J'avoue n'avoir que survolé tout ce qui est consacré à l'analyse détaillée des syllogismes dans la troisième partie, Arnauld le permet puisqu'il écrit lui-même que ce sont « des choses subtiles et nécessaires pour la spéculation de la logique, mais qui sont de peu d'usage ». Utile pour exercer sa logique, mais il est fastidieux de devoir assimiler tout un nouveau vocabulaire. Les syllogismes, bien classifiés et étudiés d'une manière exhaustive, sont certainement parfaits dans leur mécanisme, ce qui est très important, mais ça s'arrête là, car, comme le fait remarquer Arnauld, « s'il arrive jamais qu'on pèche contre les règles des syllogismes, c'est en se trompant dans l'équivoque de quelque terme », et ça, la logique n'y peut rien.
Si c'est un ouvrage assez pratique pour s'initier à la logique et qu'il n'essaye pas de prouver un système, il n'empêche qu'il est imprégné de son temps et de réflexions personnelles. D'abord très religieux, évidement, très catholique. A plusieurs reprises Arnauld s'en prend aux protestants, il essaye de démontrer le bon fondement des doctrines catholiques sur la transsubstantiation, l'autorité de l'Eglise ou la vénération des saints.
Plus généralement, il revient souvent sur sa conception de l'âme et voit, par analogie, dans les dernières avancées scientifiques sur la gravitation et le magnétisme la confirmation de ses idées : une force extérieure et immatérielle peut exercer une action sur les corps. Ainsi, l'âme, définie comme « une substance qui pense », « ce qui est en nous le principe de la pensée », est elle aussi immatérielle et indépendante du corps. A travers Saint-Augustin, Antoine Arnauld se présente comme davantage platonicien qu'aristotélicien, il critique Aristote et méprise l'obscure scolastique du moyen-âge.
Hobbes est aussi critiqué, tandis que Descartes est une référence estimée, particulièrement dans la dernière partie. Cette dernière partie sur la méthode pour acquérir le savoir est très sérieuse, elle se base sur l'exemple de la géométrie, mais à la fin Arnauld étend son sujet à la connaissance des évènements du monde et à la foi. Par exemple, doit-on croire aux miracles ? Ce qui est intéressant c'est qu'il en vient à en faire une question de probabilité et il en tire une excellente morale sur les espérances et les craintes.

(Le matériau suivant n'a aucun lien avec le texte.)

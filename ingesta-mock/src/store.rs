use std::collections::{BTreeMap, HashMap, HashSet};

use async_trait::async_trait;
use chrono::{DateTime, Utc};
use tokio::sync::Mutex;

use ingesta_core::{DataStore, DataType, IngestError, NaturalKey, StoredRow, UpsertOutcome};

#[derive(Default)]
struct StoreState {
    tables: HashMap<DataType, BTreeMap<NaturalKey, serde_json::Value>>,
    refreshed: HashMap<(String, DataType), DateTime<Utc>>,
    failing_rows: HashSet<(DataType, String, DateTime<Utc>)>,
    failing_types: HashSet<DataType>,
    writes: usize,
}

/// In-memory [`DataStore`] with failure injection.
///
/// Rows live in one ordered map per data type keyed by [`NaturalKey`]. An
/// upsert whose body equals the stored body is `Unchanged` and does not count
/// as a write.
#[derive(Default)]
pub struct MemoryStore {
    state: Mutex<StoreState>,
}

impl MemoryStore {
    /// Empty store.
    #[must_use]
    pub fn new() -> Self {
        Self::default()
    }

    /// Pretend `(symbol, data_type)` was refreshed at `at`.
    pub async fn set_last_updated(&self, symbol: &str, data_type: DataType, at: DateTime<Utc>) {
        self.state
            .lock()
            .await
            .refreshed
            .insert((symbol.to_string(), data_type), at);
    }

    /// Make upserts of the row keyed `(symbol, ts)` in `data_type` fail.
    pub async fn fail_row(&self, data_type: DataType, symbol: &str, ts: DateTime<Utc>) {
        self.state
            .lock()
            .await
            .failing_rows
            .insert((data_type, symbol.to_string(), ts));
    }

    /// Make every upsert into `data_type` fail.
    pub async fn fail_table(&self, data_type: DataType) {
        self.state.lock().await.failing_types.insert(data_type);
    }

    /// Stop injecting failures.
    pub async fn heal(&self) {
        let mut guard = self.state.lock().await;
        guard.failing_rows.clear();
        guard.failing_types.clear();
    }

    /// Insert rows directly, bypassing failure injection.
    pub async fn seed(&self, rows: impl IntoIterator<Item = StoredRow>) {
        let mut guard = self.state.lock().await;
        for row in rows {
            guard
                .tables
                .entry(row.data_type)
                .or_default()
                .insert(row.key, row.body);
        }
    }

    /// Number of rows stored for `data_type` across all symbols.
    pub async fn table_len(&self, data_type: DataType) -> usize {
        self.state
            .lock()
            .await
            .tables
            .get(&data_type)
            .map_or(0, BTreeMap::len)
    }

    /// Inserts plus updates performed through `upsert_row`.
    pub async fn write_count(&self) -> usize {
        self.state.lock().await.writes
    }
}

#[async_trait]
impl DataStore for MemoryStore {
    async fn last_updated(
        &self,
        symbol: &str,
        data_type: DataType,
    ) -> Result<Option<DateTime<Utc>>, IngestError> {
        Ok(self
            .state
            .lock()
            .await
            .refreshed
            .get(&(symbol.to_string(), data_type))
            .copied())
    }

    async fn mark_refreshed(
        &self,
        symbol: &str,
        data_type: DataType,
        at: DateTime<Utc>,
    ) -> Result<(), IngestError> {
        self.state
            .lock()
            .await
            .refreshed
            .insert((symbol.to_string(), data_type), at);
        Ok(())
    }

    async fn upsert_row(&self, row: &StoredRow) -> Result<UpsertOutcome, IngestError> {
        let mut guard = self.state.lock().await;
        if guard.failing_types.contains(&row.data_type)
            || guard
                .failing_rows
                .contains(&(row.data_type, row.key.symbol.clone(), row.key.ts))
        {
            return Err(IngestError::Storage(format!(
                "injected write failure for {} {}@{}",
                row.data_type, row.key.symbol, row.key.ts
            )));
        }
        let table = guard.tables.entry(row.data_type).or_default();
        let outcome = match table.get(&row.key) {
            None => UpsertOutcome::Inserted,
            Some(existing) if *existing == row.body => return Ok(UpsertOutcome::Unchanged),
            Some(_) => UpsertOutcome::Updated,
        };
        table.insert(row.key.clone(), row.body.clone());
        guard.writes += 1;
        Ok(outcome)
    }

    async fn rows(
        &self,
        data_type: DataType,
        symbol: &str,
        start: Option<DateTime<Utc>>,
        end: Option<DateTime<Utc>>,
    ) -> Result<Vec<StoredRow>, IngestError> {
        let guard = self.state.lock().await;
        let Some(table) = guard.tables.get(&data_type) else {
            return Ok(Vec::new());
        };
        Ok(table
            .iter()
            .filter(|(k, _)| {
                k.symbol == symbol
                    && start.is_none_or(|s| k.ts >= s)
                    && end.is_none_or(|e| k.ts < e)
            })
            .map(|(k, body)| StoredRow {
                data_type,
                key: k.clone(),
                body: body.clone(),
            })
            .collect())
    }
}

Car la cause finale de la logique n'est pas d'acquérir un savoir inutile et purement spéculatif mais elle a un but morale. Cette idée-là n'est vraiment pas en vogue et elle est d'autant plus intéressante qu'elle est essentielle pour Antoine Arnauld. Beaucoup de passages du livre sont des considérations morales. La morale de Port-Royal s'oppose à celle des sceptiques, avec Montaigne à leur tête, dont la vanité est blâmée pour avoir osé écrire un livre dont il est le principal sujet (autres temps…). En tout cas, elle est pleine de riches observations, qui n'ont jamais été plus d'actualité, sur le comportement des hommes, notamment lors des disputes et des débats. En lisant ce livre on s'aperçoit que la fameuse austérité de Port-Royal provient d'une rigoureuse logique.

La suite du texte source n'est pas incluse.